[Prompt] Keeping every word in place, write out the entries that come next.

(Stored data entries)
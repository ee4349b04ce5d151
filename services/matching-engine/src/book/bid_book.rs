//! Bid (buy-side) order book
//!
//! Maintains buy orders sorted by price descending (best bid first).
//! Uses BTreeMap for deterministic iteration order per spec §12 (Determinism Rules).

use std::collections::BTreeMap;
use types::ids::OrderId;
use types::numeric::{Price, Quantity};
use types::order::Order;

use super::price_level::PriceLevel;

/// Bid (buy) side order book
///
/// Orders are sorted by price descending, so the highest bid is first.
/// At each price level, orders are maintained in FIFO order.
#[derive(Debug, Clone)]
pub struct BidBook {
    /// Price levels sorted descending (highest price first)
    /// Using BTreeMap ensures deterministic iteration
    levels: BTreeMap<Price, PriceLevel>,
}

impl BidBook {
    /// Create a new empty bid book
    pub fn new() -> Self {
        Self {
            levels: BTreeMap::new(),
        }
    }

    /// Insert an order into the bid book
    pub fn insert(&mut self, order: &Order) {
        let level = self.levels.entry(order.price).or_insert_with(PriceLevel::new);
        level.insert(order.order_id, order.account_id, order.remaining_quantity);
    }

    /// Remove an order from the bid book
    ///
    /// Returns true if the order was found and removed
    pub fn remove(&mut self, order_id: &OrderId, price: Price) -> bool {
        if let Some(level) = self.levels.get_mut(&price) {
            if level.remove(order_id).is_some() {
                // Remove empty price levels to keep book clean
                if level.is_empty() {
                    self.levels.remove(&price);
                }
                return true;
            }
        }
        false
    }

    /// Get the best bid (highest price)
    pub fn best_bid(&self) -> Option<(Price, Quantity)> {
        // BTreeMap iter is ascending, so we need last()
        self.levels.iter().next_back().map(|(price, level)| {
            (*price, level.total_quantity())
        })
    }

    /// Get the best bid price
    pub fn best_bid_price(&self) -> Option<Price> {
        self.levels.keys().next_back().copied()
    }

    /// Get mutable reference to the best bid level
    pub(crate) fn best_bid_level_mut(&mut self) -> Option<(Price, &mut PriceLevel)> {
        self.levels.iter_mut().next_back().map(|(price, level)| (*price, level))
    }

    /// Get depth snapshot (top N price levels)
    pub fn depth_snapshot(&self, depth: usize) -> Vec<(Price, Quantity)> {
        self.levels
            .iter()
            .rev() // Reverse to get highest prices first
            .take(depth)
            .map(|(price, level)| (*price, level.total_quantity()))
            .collect()
    }

    /// Check if the bid book is empty
    pub fn is_empty(&self) -> bool {
        self.levels.is_empty()
    }

    /// Get the total number of price levels
    pub fn level_count(&self) -> usize {
        self.levels.len()
    }
}

impl Default for BidBook {
    fn default() -> Self {
        Self::new()
    }
}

[Response to the exercise]
repository ee4349b04ce5d151
filename services/matching-engine/src/book/bid_book.rs
//! Bid (buy-side) order book
//!
//! Maintains buy orders sorted by price descending (best bid first).
//! Uses BTreeMap for deterministic iteration order per spec §12 (Determinism Rules).

use std::collections::BTreeMap;
use types::ids::OrderId;
use types::numeric::{Price, Quantity};
use types::order::Order;

use super::price_level::PriceLevel;

/// Bid (buy) side order book
///
/// Orders are sorted by price descending, so the highest bid is first.
/// At each price level, orders are maintained in FIFO order.
#[derive(Debug, Clone)]
pub struct BidBook {
    /// Price levels sorted descending (highest price first)
    /// Using BTreeMap ensures deterministic iteration
    levels: BTreeMap<Price, PriceLevel>,
}

impl BidBook {
    /// Create a new empty bid book
    pub fn new() -> Self {
        Self {
            levels: BTreeMap::new(),
        }
    }

    /// Insert an order into the bid book
    pub fn insert(&mut self, order: &Order) {
        let level = self.levels.entry(order.price).or_insert_with(PriceLevel::new);
        level.insert(order.order_id, order.account_id, order.remaining_quantity);
    }

    /// Remove an order from the bid book
    ///
    /// Returns true if the order was found and removed
    pub fn remove(&mut self, order_id: &OrderId, price: Price) -> bool {
        if let Some(level) = self.levels.get_mut(&price) {
            if level.remove(order_id).is_some() {
                // Remove empty price levels to keep book clean
                if level.is_empty() {
                    self.levels.remove(&price);
                }
                return true;
            }
        }
        false
    }

    /// Get the best bid (highest price)
    pub fn best_bid(&self) -> Option<(Price, Quantity)> {
        // BTreeMap iter is ascending, so we need last()
        self.levels.iter().next_back().map(|(price, level)| {
            (*price, level.total_quantity())
        })
    }

    /// Get the best bid price
    pub fn best_bid_price(&self) -> Option<Price> {
        self.levels.keys().next_back().copied()
    }

    /// Get mutable reference to the best bid level
    pub(crate) fn best_bid_level_mut(&mut self) -> Option<(Price, &mut PriceLevel)> {
        self.levels.iter_mut().next_back().map(|(price, level)| (*price, level))
    }

    /// Get depth snapshot (top N price levels)
    pub fn depth_snapshot(&self, depth: usize) -> Vec<(Price, Quantity)> {
        self.levels
            .iter()
            .rev() // Reverse to get highest prices first
            .take(depth)
            .map(|(price, level)| (*price, level.total_quantity()))
            .collect()
    }

    /// Check if the bid book is empty
    pub fn is_empty(&self) -> bool {
        self.levels.is_empty()
    }

    /// Get the total number of price levels
    pub fn level_count(&self) -> usize {
        self.levels.len()
    }
}

impl Default for BidBook {
    fn default() -> Self {
        Self::new()
    }
}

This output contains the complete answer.